The centre describes its report, State of the Drugs Problem in the European Union, as the first snapshot of drugs in Europe".
The EU agency, set up two years ago, warns that different methods of collecting figures across the EU means not all data related to drug addiction are directly comparable.
The report's assertion that the typical Irish addict is younger than those elsewhere in Europe, however, is supported by figures from the Merchants Quay Drug Project in Dublin, which directs drug addicts to treatment programmes.
Mr Tony Geoghegan, of the project, which deals with about 100 people daily, told a conference in Dublin last weekend that he was very concerned about the falling age of its clients.
Over the past five years there had been a marked decrease in the average age of people coming to the project seeking help. In 1991 the average age for men and women was 29 years. This year the average was 24 years for men and 25 for women.
The EU report, published yesterday, says the UK and the Republic are exceptions to trends elsewhere in Europe, where the average age of addicts seeking treatment has been rising.
The report also indicates that just over 82 per cent of Irish drug addicts being treated were addicted mainly to opiates such as heroin.
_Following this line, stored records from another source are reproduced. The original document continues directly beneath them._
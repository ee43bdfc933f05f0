//! Monthly category budgets and the rollover calculation.
//!
//! Budget months are 0-indexed (0 = January). A budget is soft-deleted:
//! the row stays for history, the uniqueness rule only binds active rows.

use std::collections::HashMap;

use chrono::{Datelike, NaiveDate};
use sea_orm::{ActiveValue, QueryFilter, QueryOrder, Statement, prelude::*};
use serde::Serialize;
use uuid::Uuid;

use crate::{
    Budget, BudgetSettings, CategoryKind, EngineError, ResultEngine, budgets,
    util::{
        month_end, month_start, next_month_start, previous_budget_period, round_cents, today,
        validate_budget_month,
    },
};

use super::Engine;

/// A budget enriched with the month's derived figures.
#[derive(Clone, Debug, PartialEq, Serialize)]
pub struct BudgetReport {
    #[serde(flatten)]
    pub budget: Budget,
    pub spent_amount: f64,
    pub rollover_amount: f64,
}

/// Unspent carry-forward from the previous period, capped at
/// `cap_percent` of the previous amount and clamped at zero. No previous
/// active budget, rollover disabled, or an over-budget previous month
/// all carry nothing forward.
fn rollover_amount(enabled: bool, cap_percent: f64, prev: Option<(f64, f64)>) -> f64 {
    if !enabled {
        return 0.0;
    }
    let Some((prev_amount, prev_spent)) = prev else {
        return 0.0;
    };
    let unspent = prev_amount - prev_spent;
    let max_rollover = (prev_amount * cap_percent / 100.0).max(0.0);
    round_cents(unspent.clamp(0.0, max_rollover))
}

impl Engine {
    /// Expense totals per category within a date window, via one grouped
    /// query.
    async fn spent_by_category(
        &self,
        start: NaiveDate,
        end: NaiveDate,
    ) -> ResultEngine<HashMap<String, f64>> {
        let backend = self.database.get_database_backend();
        let stmt = Statement::from_sql_and_values(
            backend,
            "SELECT d.category_id AS category_id, COALESCE(SUM(t.amount), 0) AS spent \
             FROM income_expense_details d \
             INNER JOIN transactions t ON t.id = d.transaction_id \
             WHERE d.kind = ? AND t.date >= ? AND t.date <= ? \
             GROUP BY d.category_id",
            [
                CategoryKind::Expenses.as_str().into(),
                start.into(),
                end.into(),
            ],
        );
        let rows = self.database.query_all(stmt).await?;

        let mut out = HashMap::with_capacity(rows.len());
        for row in rows {
            let category_id: String = row.try_get("", "category_id")?;
            let spent: f64 = row.try_get("", "spent")?;
            out.insert(category_id, spent);
        }
        Ok(out)
    }

    async fn active_budgets(&self, year: i32, month0: i32) -> ResultEngine<Vec<budgets::Model>> {
        Ok(budgets::Entity::find()
            .filter(budgets::Column::Year.eq(year))
            .filter(budgets::Column::Month.eq(month0))
            .filter(budgets::Column::IsActive.eq(true))
            .all(&self.database)
            .await?)
    }

    /// Active budgets for one period with spent and rollover amounts.
    pub async fn list_budgets(&self, year: i32, month0: i32) -> ResultEngine<Vec<BudgetReport>> {
        validate_budget_month(month0)?;
        let month = month0 as u32 + 1;
        let spent = self
            .spent_by_category(month_start(year, month)?, month_end(year, month)?)
            .await?;

        let (prev_year, prev_month0) = previous_budget_period(year, month0);
        let prev_month = prev_month0 as u32 + 1;
        let prev_spent = self
            .spent_by_category(
                month_start(prev_year, prev_month)?,
                month_end(prev_year, prev_month)?,
            )
            .await?;
        let prev_amounts: HashMap<String, f64> = self
            .active_budgets(prev_year, prev_month0)
            .await?
            .into_iter()
            .map(|b| (b.category_id.clone(), b.amount))
            .collect();

        let mut out = Vec::new();
        for model in self.active_budgets(year, month0).await? {
            let category_id = model.category_id.clone();
            let budget = Budget::try_from(model)?;
            let prev = prev_amounts.get(&category_id).map(|amount| {
                (
                    *amount,
                    prev_spent.get(&category_id).copied().unwrap_or(0.0),
                )
            });
            out.push(BudgetReport {
                spent_amount: round_cents(spent.get(&category_id).copied().unwrap_or(0.0)),
                rollover_amount: rollover_amount(
                    budget.rollover_enabled,
                    budget.rollover_cap,
                    prev,
                ),
                budget,
            });
        }
        out.sort_by(|a, b| a.budget.created.cmp(&b.budget.created));
        Ok(out)
    }

    /// Create a budget for an expenses-kind category. At most one active
    /// budget may exist per (category, year, month).
    pub async fn create_budget(
        &self,
        category_id: Uuid,
        year: i32,
        month0: i32,
        settings: BudgetSettings,
    ) -> ResultEngine<Budget> {
        validate_budget_month(month0)?;
        settings.validate()?;

        let category = self.require_category(category_id).await?;
        if category.kind != CategoryKind::Expenses {
            return Err(EngineError::InvalidInput(format!(
                "category \"{}\" is not an expenses category",
                category.name
            )));
        }

        let clash = budgets::Entity::find()
            .filter(budgets::Column::CategoryId.eq(category_id.to_string()))
            .filter(budgets::Column::Year.eq(year))
            .filter(budgets::Column::Month.eq(month0))
            .filter(budgets::Column::IsActive.eq(true))
            .one(&self.database)
            .await?;
        if clash.is_some() {
            return Err(EngineError::ExistingKey(
                "a budget for this category already exists for this month".to_string(),
            ));
        }

        let budget = Budget::new(category_id, year, month0, settings);
        budgets::ActiveModel::from(&budget)
            .insert(&self.database)
            .await?;
        Ok(budget)
    }

    /// Update the settings of an existing budget.
    pub async fn update_budget(
        &self,
        budget_id: Uuid,
        settings: BudgetSettings,
    ) -> ResultEngine<Budget> {
        settings.validate()?;
        let model = budgets::Entity::find_by_id(budget_id.to_string())
            .one(&self.database)
            .await?
            .ok_or_else(|| EngineError::KeyNotFound("budget not exists".to_string()))?;

        let mut active: budgets::ActiveModel = model.into();
        active.amount = ActiveValue::Set(settings.amount);
        active.rollover_enabled = ActiveValue::Set(settings.rollover_enabled);
        active.rollover_cap = ActiveValue::Set(settings.rollover_cap);
        active.alert_thresholds =
            ActiveValue::Set(budgets::encode_thresholds(&settings.alert_thresholds));
        active.updated = ActiveValue::Set(chrono::Utc::now());

        Budget::try_from(active.update(&self.database).await?)
    }

    /// Deactivate a budget. The row is kept so the period can be
    /// re-budgeted later without losing history.
    pub async fn delete_budget(&self, budget_id: Uuid) -> ResultEngine<()> {
        let model = budgets::Entity::find_by_id(budget_id.to_string())
            .one(&self.database)
            .await?
            .ok_or_else(|| EngineError::KeyNotFound("budget not exists".to_string()))?;

        let mut active: budgets::ActiveModel = model.into();
        active.is_active = ActiveValue::Set(false);
        active.updated = ActiveValue::Set(chrono::Utc::now());
        active.update(&self.database).await?;
        Ok(())
    }

    /// Every (year, 0-indexed month) pair from the earliest active
    /// budget's creation month through the month after today, so clients
    /// can navigate to empty months. With no budgets at all, the current
    /// and next month.
    pub async fn budget_year_months(&self) -> ResultEngine<Vec<(i32, i32)>> {
        let earliest = budgets::Entity::find()
            .filter(budgets::Column::IsActive.eq(true))
            .order_by_asc(budgets::Column::Created)
            .one(&self.database)
            .await?;

        let today = today();
        let from = match &earliest {
            Some(model) => {
                let created = model.created.date_naive();
                month_start(created.year(), created.month())?
            }
            None => month_start(today.year(), today.month())?,
        };
        let until = next_month_start(today)?;

        let mut out = Vec::new();
        let mut cursor = from;
        loop {
            out.push((cursor.year(), cursor.month() as i32 - 1));
            if cursor >= until {
                break;
            }
            cursor = next_month_start(cursor)?;
        }
        Ok(out)
    }
}

#[cfg(test)]
mod tests {
    use super::rollover_amount;

    #[test]
    fn rollover_caps_unspent() {
        // 100 budgeted, 40 spent, cap 50%: min(60, 50) carries forward.
        assert_eq!(rollover_amount(true, 50.0, Some((100.0, 40.0))), 50.0);
        // Under the cap: the full unspent amount carries.
        assert_eq!(rollover_amount(true, 80.0, Some((100.0, 40.0))), 60.0);
    }

    #[test]
    fn over_budget_previous_month_carries_nothing() {
        assert_eq!(rollover_amount(true, 100.0, Some((100.0, 130.0))), 0.0);
    }

    #[test]
    fn disabled_or_missing_previous_budget_carries_nothing() {
        assert_eq!(rollover_amount(false, 100.0, Some((100.0, 0.0))), 0.0);
        assert_eq!(rollover_amount(true, 100.0, None), 0.0);
    }

    #[test]
    fn zero_cap_carries_nothing() {
        assert_eq!(rollover_amount(true, 0.0, Some((100.0, 0.0))), 0.0);
    }
}
//! Budget API endpoints. Months here are 0-indexed, matching the engine.

use api_types::budget::{BudgetNew, BudgetQuery, BudgetUpdate, YearMonth};
use axum::{
    Json,
    extract::{Path, Query, State},
    http::StatusCode,
};
use engine::{Budget, BudgetReport, BudgetSettings};
use uuid::Uuid;

use crate::{ServerError, server::ServerState};

pub async fn list(
    State(state): State<ServerState>,
    Query(payload): Query<BudgetQuery>,
) -> Result<Json<Vec<BudgetReport>>, ServerError> {
    Ok(Json(
        state.engine.list_budgets(payload.year, payload.month).await?,
    ))
}

pub async fn create(
    State(state): State<ServerState>,
    Json(payload): Json<BudgetNew>,
) -> Result<Json<Budget>, ServerError> {
    let budget = state
        .engine
        .create_budget(
            payload.category_id,
            payload.year,
            payload.month,
            BudgetSettings {
                amount: payload.amount,
                rollover_enabled: payload.rollover_enabled,
                rollover_cap: payload.rollover_cap,
                alert_thresholds: payload.alert_thresholds,
            },
        )
        .await?;
    Ok(Json(budget))
}

pub async fn update(
    State(state): State<ServerState>,
    Path(id): Path<Uuid>,
    Json(payload): Json<BudgetUpdate>,
) -> Result<Json<Budget>, ServerError> {
    let budget = state
        .engine
        .update_budget(
            id,
            BudgetSettings {
                amount: payload.amount,
                rollover_enabled: payload.rollover_enabled,
                rollover_cap: payload.rollover_cap,
                alert_thresholds: payload.alert_thresholds,
            },
        )
        .await?;
    Ok(Json(budget))
}

pub async fn remove(
    State(state): State<ServerState>,
    Path(id): Path<Uuid>,
) -> Result<StatusCode, ServerError> {
    state.engine.delete_budget(id).await?;
    Ok(StatusCode::NO_CONTENT)
}

pub async fn year_months(
    State(state): State<ServerState>,
) -> Result<Json<Vec<YearMonth>>, ServerError> {
    let pairs = state.engine.budget_year_months().await?;
    Ok(Json(
        pairs
            .into_iter()
            .map(|(year, month)| YearMonth { year, month })
            .collect(),
    ))
}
The figure is in line with the trends in other European countries, but may reflect the treatment programmes offered more than the level of opiate use.
The Eastern Health Board is currently reorganising its clinics in Dublin, where most Irish opiate addicts live, to offer treatment programmes to those smoking heroin as well as those who inject the drug.
The report says that compared with other states a "significant proportion" of new AIDS cases in the Republic is due to injecting drugs. At 44 per cent, it is the third highest rate of the 15 member states. (The proportion in Spain and Italy was over 60 per cent.) The virus is usually transmitted from one drug user to the next via a shared hypodermic needle.
The decline in new AIDS cases in the Republic mirrors the trend in most other member states, with only five of the 15 states showing an increasing rate in 1995.
But the report's authors warn about drawing conclusions from the AIDS data because of wide variations in some figures (for example, the report shows the Republic had 3.6 new cases of AIDS for every one million people in 1995, compared with more than 100 new cases per million people in Spain that year).
They suggest the variations may be partly due to the different times at which the virus began to spread in the drug injecting population, and point out that there is a long time lag between HIV infection and the development of AIDS.
"It is important to remember that on average 10 years elapse between the time a person becomes infected and when they develop the symptoms which lead to them being recorded as a new case of AIDS," it says.
The report's study of anti drug laws in EU member states suggests the Republic has one of the sternest regimes, even before the latest batch of legislation passed by the Government in its anti crime "package" last July.
The Republic was one of only five member-states where drug traffickers or major dealers could be sentenced to life imprisonment, although the other states had sentences ranging up to 20 years on their statute books.
Despite the variety of information gathering systems in member states, which blurs the "snapshot" of drug use offered by the report, the study shows most member states are trying to deal with the drug problem using a similar mix of law enforcement, education and treatment programmes. The director of the centre, Mr Georges Estienvart, said it is now working on ways to improve the data and make comparisons more valid.